Inflation in Tunisia confirmed its upward trend in August 2022, picking up again to 8.6% from 8.2% in July, 8.1 % in June and 7.8% in May, according to the note on the Consumer Price Index for August 2022, released by the Tunisian Institute of Statistics (French acronym INS) this week.
This increase is explained by growing prices of food products (11.9% against 11% in July), prices of furniture, household items and routine household maintenance group (11.3% against 10.6% in July) and the prices of educational products and services (10% against 9.8% in July).
Food prices went up 11.9% in August 2022, year-on-year. This increase is mainly due to the rise in the prices of eggs by 28.3%, poultry by 22.1%, edible oils by 21.4%, fresh fruits by 18.4%, fresh vegetables by 15, 8% and grain derivatives by 12.7%.
Over one year, prices of manufactured products rose by 8.8% due to the increase in the price of building materials by 9.3%, clothing products by 10.2% and basic household maintenance products by 8.5%.
For services, the 6.1% increase in prices over one year is explained by the rise in prices of restaurants, cafés and hotel services by 8.4% and rents by 4.9%.
The core inflation rate (excluding food and energy) rose to 7.1% from 6.8% last month.
Prices of free products (not regulated) grew 9.8% over one year. The prices of regulated products went up by 5%. Free food products increased by 14.1% against 0.5% for food products with regulated prices.
Consumer prices picked up in August by 0.4%, from 1% in July and 0.7% in June. This increase is mainly caused by the rise in the prices of food and beverage products by 1.4% as well as the prices of educational products and services by 1.3%.
Meanwhile, the World Bank noted in its latest report “Tunisia Economic Monitor”that the trade deficit in Tunisia widened by record 56% in the first semester of 2022, reaching 8.1% of GDP, while the budget deficit, exacerbated by mounting energy and food subsidies, is expected to reach 9.1% in 2022, compared to 7.4% in 2021.

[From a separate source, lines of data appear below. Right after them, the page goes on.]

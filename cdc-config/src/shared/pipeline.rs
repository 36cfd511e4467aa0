use serde::{Deserialize, Serialize};

use crate::shared::ValidationError;

/// What a producer experiences when the ingestion queue is full.
#[derive(Clone, Copy, Debug, Default, Serialize, Deserialize, Eq, PartialEq)]
#[serde(rename_all = "snake_case")]
pub enum AdmissionPolicy {
    /// Wait until the queue has room again.
    #[default]
    Block,
    /// Fail the admit call immediately.
    Reject,
}

/// How the dispatcher offers a record to the sink queues.
#[derive(Clone, Copy, Debug, Default, Serialize, Deserialize, Eq, PartialEq)]
#[serde(rename_all = "snake_case")]
pub enum FanoutPolicy {
    /// Offer to each sink queue in order, waiting on every full queue.
    ///
    /// A persistently full sink queue stalls every later sink and finally the source.
    #[default]
    Blocking,
    /// Offer without waiting; a full sink queue loses the record for that sink only.
    Independent,
    /// Evict the oldest queued record of a full sink queue to make room for the new one.
    DropOldest,
}

/// Configuration of a bounded queue.
#[derive(Clone, Debug, Serialize, Deserialize)]
pub struct QueueConfig {
    #[serde(default = "default_ingestion_capacity")]
    pub capacity: usize,
    #[serde(default)]
    pub admission: AdmissionPolicy,
}

impl QueueConfig {
    pub const DEFAULT_CAPACITY: usize = 1_000;
}

impl Default for QueueConfig {
    fn default() -> Self {
        Self {
            capacity: default_ingestion_capacity(),
            admission: AdmissionPolicy::default(),
        }
    }
}

fn default_ingestion_capacity() -> usize {
    QueueConfig::DEFAULT_CAPACITY
}

/// Settings of the engine between source and sinks.
#[derive(Clone, Debug, Default, Serialize, Deserialize)]
pub struct PipelineConfig {
    #[serde(default)]
    pub ingestion_queue: QueueConfig,
    #[serde(default)]
    pub fanout: FanoutPolicy,
}

impl PipelineConfig {
    pub fn validate(&self) -> Result<(), ValidationError> {
        if self.ingestion_queue.capacity == 0 {
            return Err(ValidationError::invalid(
                "pipeline.ingestion_queue.capacity",
                "must be greater than 0",
            ));
        }

        Ok(())
    }
}

#[cfg(test)]
mod tests {
    use super::*;

    #[test]
    fn defaults_block_on_admission_and_fan_out() {
        let config: PipelineConfig = serde_json::from_str("{}").unwrap();
        assert_eq!(config.ingestion_queue.capacity, QueueConfig::DEFAULT_CAPACITY);
        assert_eq!(config.ingestion_queue.admission, AdmissionPolicy::Block);
        assert_eq!(config.fanout, FanoutPolicy::Blocking);
    }

    #[test]
    fn parses_snake_case_policies() {
        let config: PipelineConfig = serde_json::from_str(
            r#"{"ingestion_queue": {"capacity": 8, "admission": "reject"}, "fanout": "drop_oldest"}"#,
        )
        .unwrap();
        assert_eq!(config.ingestion_queue.admission, AdmissionPolicy::Reject);
        assert_eq!(config.fanout, FanoutPolicy::DropOldest);
    }

    #[test]
    fn zero_capacity_is_rejected() {
        let mut config = PipelineConfig::default();
        config.ingestion_queue.capacity = 0;
        assert!(config.validate().is_err());
    }
}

The slow economic recovery from COVID-19 and a delay in carrying out key reforms, including of subsidies, is likely to further strain Tunisia’s public finances and deepen budget and trade deficits, warned the World Bank document.
Battered by a series of challenges, the Tunisian economy has struggled since the Arab Spring uprising of 2011, and its problems have been greatly exacerbated by the outbreak of Covid-19 pandemic and President Kais Saied’s “constitutional coup,” prompting worldwide criticism as the new controversial constitution gives the President large powers, while removing checks from the legislative and judicial branches.